When we look at the annual proportion of each subset and compare it to the annual proportion of the total corpus (Figure 7) it becomes particularly clear that the generic language of artificial intelligence and machine learning is overrepresented in 2019 and 2020. This could indicate that authors in the scientific literature perceive an increasing need to connect specific algorithmic techniques with larger phenomena or debates like AI or machine learning when publishing.

How are the queries about algorithms, machine learning and artificial intelligence represented relative to the annual growth of abstracts in the corpus? Measured percentual deviation in the annual proportion of the subset from the annual proportion of the total corpus.
Despite the recent trend, algorithms dominate the topical structure of the corpus, as seen in Figure 8. By design of the visualisation, abstracts that mention algorithms cannot be over-represented in any part of the map because their baseline representation is already so high. Conversely, they could easily be underrepresented in some parts of the corpus, for example if a field did not use the term algorithm. That is not what we observe; algorithms are pervasive (Figure 8 Left).

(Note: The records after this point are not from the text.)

use std::cmp::Ordering;

use arena_mechanics::{Actor, Side};

use crate::config::DecisionRule;
use crate::state::FinishMethod;

/// The primary value an actor is judged on under `rule`.
pub fn decision_value(actor: &Actor, rule: &DecisionRule) -> f64 {
    match rule {
        DecisionRule::Composite {
            health_weight,
            stamina_weight,
        } => health_weight * actor.health_ratio() + stamina_weight * actor.stamina_ratio(),
        DecisionRule::Score => f64::from(actor.score),
    }
}

/// Pick the winner of a timed-out match. Uses no randomness.
///
/// Equal primary values fall back to raw score. A tie on both is a draw
/// when `allow_draws` is set, otherwise side A takes it.
pub fn decide(actors: &[Actor; 2], rule: &DecisionRule, allow_draws: bool) -> (FinishMethod, Option<Side>) {
    let [a, b] = actors;
    let primary = decision_value(a, rule)
        .partial_cmp(&decision_value(b, rule))
        .unwrap_or(Ordering::Equal);
    let ordering = primary.then_with(|| a.score.cmp(&b.score));

    match ordering {
        Ordering::Greater => (FinishMethod::Decision, Some(Side::A)),
        Ordering::Less => (FinishMethod::Decision, Some(Side::B)),
        Ordering::Equal if allow_draws => (FinishMethod::Draw, None),
        Ordering::Equal => (FinishMethod::Decision, Some(Side::A)),
    }
}
use arena_simulation::{PRESET_NAMES, preset};

pub fn run(name: &str) -> Result<(), String> {
    let config = preset(name)
        .map_err(|e| format!("{e} (available: {})", PRESET_NAMES.join(", ")))?;
    let json = serde_json::to_string_pretty(&config)
        .map_err(|e| format!("cannot serialize preset: {e}"))?;
    println!("{json}");
    Ok(())
}
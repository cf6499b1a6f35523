//! Error types for the mechanics engine.

/// Errors that can occur during mechanics operations.
#[derive(Debug, Clone, PartialEq, thiserror::Error)]
pub enum MechError {
    /// A configuration was rejected at setup.
    #[error("invalid configuration: {0}")]
    InvalidConfiguration(String),

    /// An attribute value was not a finite number.
    #[error("invalid attribute '{name}': {value}")]
    InvalidAttribute {
        /// Name of the offending attribute.
        name: &'static str,
        /// The rejected value.
        value: f64,
    },
}

/// Convenience result type for mechanics operations.
pub type MechResult<T> = Result<T, MechError>;
use arena_mechanics::{ActionCosts, ActionWeights, Sampler, SamplerConfig};
use serde::{Deserialize, Serialize};

use crate::error::{SimError, SimResult};

/// How points end a match.
#[derive(Debug, Clone, Copy, PartialEq, Eq, Default, Serialize, Deserialize)]
#[serde(rename_all = "snake_case")]
pub enum Scoring {
    /// Points never end the match; only knockouts and the clock do.
    #[default]
    None,
    /// The first actor to reach this many points wins.
    FirstTo(u32),
    /// Each actor counts down from this total; reaching exactly zero wins.
    Countdown(u32),
}

impl Scoring {
    /// Points an actor with `score` still needs under countdown scoring.
    pub fn remaining(&self, score: u32) -> Option<u32> {
        match self {
            Self::Countdown(total) => Some(total.saturating_sub(score)),
            Self::None | Self::FirstTo(_) => None,
        }
    }

    /// Returns true if `score` ends the match.
    pub fn is_reached(&self, score: u32) -> bool {
        match self {
            Self::None => false,
            Self::FirstTo(target) | Self::Countdown(target) => score >= *target,
        }
    }
}

/// Who acts on each tick.
#[derive(Debug, Clone, Copy, PartialEq, Eq, Default, Serialize, Deserialize)]
#[serde(rename_all = "snake_case")]
pub enum TurnOrder {
    /// Sides take turns, starting with side A.
    #[default]
    Alternating,
    /// Each tick, side A acts with probability `speed_a / (speed_a + speed_b)`.
    Speed,
}

/// How a match that runs out of time is decided.
#[derive(Debug, Clone, Copy, PartialEq, Serialize, Deserialize)]
#[serde(rename_all = "snake_case")]
pub enum DecisionRule {
    /// Weighted sum of health and stamina ratios.
    Composite {
        /// Weight of the remaining health ratio.
        health_weight: f64,
        /// Weight of the remaining stamina ratio.
        stamina_weight: f64,
    },
    /// Higher raw score wins.
    Score,
}

impl Default for DecisionRule {
    fn default() -> Self {
        Self::Composite {
            health_weight: 0.6,
            stamina_weight: 0.4,
        }
    }
}

/// Recovery applied to both actors between rounds.
#[derive(Debug, Clone, Copy, PartialEq, Serialize, Deserialize)]
#[serde(default)]
pub struct RoundRecovery {
    /// Fraction of max stamina restored.
    pub stamina_fraction: f64,
    /// Fraction of max health restored.
    pub health_fraction: f64,
}

impl Default for RoundRecovery {
    fn default() -> Self {
        Self {
            stamina_fraction: 0.3,
            health_fraction: 0.0,
        }
    }
}

/// Configuration for a match.
///
/// Every field has a default, so a JSON file only needs to name the
/// values it changes.
#[derive(Debug, Clone, PartialEq, Serialize, Deserialize)]
#[serde(default)]
pub struct MatchConfig {
    /// RNG seed for deterministic matches.
    pub seed: u64,
    /// Number of rounds before the match goes to a decision.
    pub max_rounds: u32,
    /// Actions per round.
    pub actions_per_round: u32,
    /// Simulated seconds each action takes.
    pub seconds_per_action: f64,
    /// How points end the match.
    pub scoring: Scoring,
    /// Who acts on each tick.
    pub turn_order: TurnOrder,
    /// How a timed-out match is decided.
    pub decision: DecisionRule,
    /// Whether an exact tie at the decision is recorded as a draw.
    pub allow_draws: bool,
    /// Recovery between rounds.
    pub recovery: RoundRecovery,
    /// Sampling constants.
    pub sampler: SamplerConfig,
    /// Action selection weights.
    pub weights: ActionWeights,
    /// Stamina costs.
    pub costs: ActionCosts,
    /// Maximum event log size (oldest events dropped when exceeded). 0 = unlimited.
    pub max_events: usize,
}

impl Default for MatchConfig {
    fn default() -> Self {
        Self {
            seed: 42,
            max_rounds: 3,
            actions_per_round: 40,
            seconds_per_action: 4.5,
            scoring: Scoring::None,
            turn_order: TurnOrder::Alternating,
            decision: DecisionRule::default(),
            allow_draws: false,
            recovery: RoundRecovery::default(),
            sampler: SamplerConfig::default(),
            weights: ActionWeights::default(),
            costs: ActionCosts::default(),
            max_events: 0,
        }
    }
}

impl MatchConfig {
    /// Parse a config from JSON and validate it.
    pub fn from_json(json: &str) -> SimResult<Self> {
        let config: Self = serde_json::from_str(json)
            .map_err(|e| SimError::InvalidConfiguration(format!("malformed config: {e}")))?;
        config.validate()?;
        Ok(config)
    }

    /// Set the RNG seed.
    pub fn with_seed(mut self, seed: u64) -> Self {
        self.seed = seed;
        self
    }

    /// Set the number of rounds.
    pub fn with_max_rounds(mut self, rounds: u32) -> Self {
        self.max_rounds = rounds;
        self
    }

    /// Set the number of actions per round.
    pub fn with_actions_per_round(mut self, actions: u32) -> Self {
        self.actions_per_round = actions;
        self
    }

    /// Set the simulated duration of one action.
    pub fn with_seconds_per_action(mut self, seconds: f64) -> Self {
        self.seconds_per_action = seconds;
        self
    }

    /// Set the scoring rule.
    pub fn with_scoring(mut self, scoring: Scoring) -> Self {
        self.scoring = scoring;
        self
    }

    /// Set the turn order.
    pub fn with_turn_order(mut self, order: TurnOrder) -> Self {
        self.turn_order = order;
        self
    }

    /// Set the decision rule.
    pub fn with_decision(mut self, decision: DecisionRule) -> Self {
        self.decision = decision;
        self
    }

    /// Allow or forbid draws at the decision.
    pub fn with_draws(mut self, allow: bool) -> Self {
        self.allow_draws = allow;
        self
    }

    /// Set the recovery between rounds.
    pub fn with_recovery(mut self, recovery: RoundRecovery) -> Self {
        self.recovery = recovery;
        self
    }

    /// Set the sampling constants.
    pub fn with_sampler(mut self, sampler: SamplerConfig) -> Self {
        self.sampler = sampler;
        self
    }

    /// Set the action weights.
    pub fn with_weights(mut self, weights: ActionWeights) -> Self {
        self.weights = weights;
        self
    }

    /// Set the stamina costs.
    pub fn with_costs(mut self, costs: ActionCosts) -> Self {
        self.costs = costs;
        self
    }

    /// Set the maximum event log size (0 = unlimited).
    pub fn with_max_events(mut self, max: usize) -> Self {
        self.max_events = max;
        self
    }

    /// Reject configurations that could not produce a well-formed match.
    pub fn validate(&self) -> SimResult<()> {
        if self.max_rounds == 0 {
            return Err(invalid("max_rounds must be at least 1"));
        }
        if self.actions_per_round == 0 {
            return Err(invalid("actions_per_round must be at least 1"));
        }
        if !self.seconds_per_action.is_finite() || self.seconds_per_action < 0.0 {
            return Err(invalid("seconds_per_action must be a non-negative number"));
        }
        match self.scoring {
            Scoring::FirstTo(0) | Scoring::Countdown(0) => {
                return Err(invalid("scoring target must be positive"));
            }
            Scoring::None | Scoring::FirstTo(_) | Scoring::Countdown(_) => {}
        }
        if let DecisionRule::Composite {
            health_weight,
            stamina_weight,
        } = self.decision
        {
            let valid = |w: f64| w.is_finite() && w >= 0.0;
            if !valid(health_weight) || !valid(stamina_weight) {
                return Err(invalid("decision weights must be non-negative numbers"));
            }
            if health_weight + stamina_weight == 0.0 {
                return Err(invalid("decision weights cannot both be zero"));
            }
        }
        let unit = |v: f64| (0.0..=1.0).contains(&v);
        if !unit(self.recovery.stamina_fraction) || !unit(self.recovery.health_fraction) {
            return Err(invalid("recovery fractions must lie within [0, 1]"));
        }
        let ratio = |v: f64| v.is_finite() && v >= 0.0;
        if !ratio(self.costs.stamina_damage_ratio) || !ratio(self.costs.grapple_stamina_ratio) {
            return Err(invalid("stamina drain ratios must be non-negative numbers"));
        }
        self.sampler.validate()?;
        self.weights.validate()?;
        Ok(())
    }

    /// Build the sampler described by this config.
    pub fn build_sampler(&self) -> SimResult<Sampler> {
        Ok(Sampler::new(self.sampler.clone(), self.weights.clone())?)
    }

    /// Total actions before the clock runs out.
    pub fn total_actions(&self) -> u64 {
        u64::from(self.max_rounds) * u64::from(self.actions_per_round)
    }
}

fn invalid(message: &str) -> SimError {
    SimError::InvalidConfiguration(message.to_string())
}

The three queries defining the corpus. The expressions overrepresented in the abstracts selected by the indicated query are highlighted in bright green. Left: the abstracts mentioning algorithms are neither over- nor underrepresented in any topic (dark yellow colour). Centre: abstracts mentioning AI are overrepresented in a few fields around social science and economics. Right: abstracts about machine learning are overrepresented in a croissant-shaped series of topics ranging from cybersecurity to health and medical science through social science.
The contrary is the case for AI, which is overrepresented in a few areas and around some isolated landmarks (Figure 8 Centre). First, AI is overrepresented in the social science and economics areas, where it is both used as a methodological term and studied as an object of critical analysis. Second, AI is mentioned around an isolated landmark about machine learning techniques such as convolutional neural networks and deep belief networks, which corresponds to the fact that such techniques have been particularly central in recent AI discourse. Third, the mental health landmark is also highlighted, which is mainly because its vocabulary on artificial intelligence overlaps. Remarkably, AI is underrepresented in most of the other areas. Compared to mainstream media coverage, where it features prominently, AI is quite a niche term in the scientific literature. The same is true for machine learning, although not to the same extent (Figure 8 Right).
How do algorithms have agency in the scientific literature?
We can thus read the map as an answer to our question about what algorithms are doing in the scientific literature and as highlighted in Figure 9, that answer comes with 12 broad thematic flavours signified by the annotated areas of the map. The overall finding from our qualitative annotation of the 235 underlying bridge and landmark queries, on which the thematic area annotations are based, is that algorithms are overwhelmingly applied in efforts to solve problems that have nothing to do with AI to begin with. In health and medical science they diagnose diseases and optimise treatments; in genetics they sequence genomes and biomes; in chemistry they model molecular dynamics; in remote sensing they detect earthquakes, predict weather patterns, or remove cloud cover on satellite imagery; in materials they improve tensile strength and model new composites; in flight they improve aerodynamics and fuel efficiency, or detect fake radar warnings; in fluids they solve differential equations; in electricity they distribute power from fluctuating sustainable energy sources like solar or wind to the grid; in signal processing they manage wireless networks or filter acoustic noise; in cryptography they detect phishing and generate watermarks; and in economics they schedule production flows and price securities. These are just examples, but they are indicative of the overall trend. The dominant way in which algorithms acquire agency through scientific discourse is as a solution to non-algorithmic problems across a wide range of application domains. The only real exceptions are computer science, where algorithms are developed, and social science, where we have annotated a landmark on socially responsible AI. In both cases, however, there are still plenty of examples where algorithms are applied to solve problems. In computer science they enable parallelisation and constitute key tools in cybersecurity, for example, and in social science they are used in contexts like bibliometrics, text classification, e-learning, spam detection, sentiment analysis and recommender systems.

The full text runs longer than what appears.